The Rev. Horace Townsend, who died on December 19,1837, at the early age of thirty four, was evidently held in such high regard by his parishioners, as to be remembered on stone and in verse. They erected a monument over his grave in Douglas churchyard and erected a beautiful pulpit of Caen stone in St. Luke's Church to his memory. Here is the last verse of a poem written in his honour.
"While talent tempted his own fame to sound,
He chose his Saviour's praise as far more sweet,
Tho' genius' wreath was for his temples bound,
He laid that crown at his Redeemer's feet."

Buried in Douglas also was Dr. Richard Caulfield, well-known scholar, historian and librarian of Queen's College,now University College, Cork. Smith, in his History of Cork and County relates: "Before Dr.

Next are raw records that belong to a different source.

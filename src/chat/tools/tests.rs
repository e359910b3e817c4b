use serde::Deserialize;
use serde_json::json;

use super::*;

#[derive(Debug, Deserialize, PartialEq)]
struct Lookup {
    word: String,
}

#[test]
fn definition_serializes_as_function_tool() {
    let tool = ToolDefinition::function(
        "lookup",
        "Look up a word",
        json!({ "type": "object", "properties": { "word": { "type": "string" } } }),
    );

    assert_eq!(tool.name(), "lookup");
    assert_eq!(
        serde_json::to_value(&tool).expect("tool should serialize"),
        json!({
            "type": "function",
            "function": {
                "name": "lookup",
                "description": "Look up a word",
                "parameters": {
                    "type": "object",
                    "properties": { "word": { "type": "string" } }
                }
            }
        })
    );
}

#[test]
fn arguments_decode_into_parameter_type() {
    let call = ToolCall {
        id: "call_1".to_string(),
        name: "lookup".to_string(),
        arguments: r#"{"word":"ferrous"}"#.to_string(),
    };

    let args: Lookup = call.parse_arguments().expect("arguments should parse");
    assert_eq!(args.word, "ferrous");
}

#[test]
fn malformed_arguments_are_invalid_response() {
    let call = ToolCall {
        id: "call_1".to_string(),
        name: "lookup".to_string(),
        arguments: "{not json".to_string(),
    };

    let result: Result<Lookup, _> = call.parse_arguments();
    assert!(matches!(result, Err(ProviderError::InvalidResponse(ref msg)) if msg.contains("lookup")));
}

Caulfield's death, he expressed a wish to be buried at Douglas, near his friend Rev. Canon Hayman, who died in the winter of 188~7, and it devolved on me to see that wish carried out and to secure the only vacant spot where two paths meet, between the graves of Hayman and Milliken, and here he was laid on Monday morning, the 7th of February,1887."
Besides being a wealthy man, Canon Hayman was also very charitable.
At Christmas and Easter with his gardener, Mr. Callinan, he distributed coal to every house in the parish regardless of creed. Large families got four bags, smaller families two.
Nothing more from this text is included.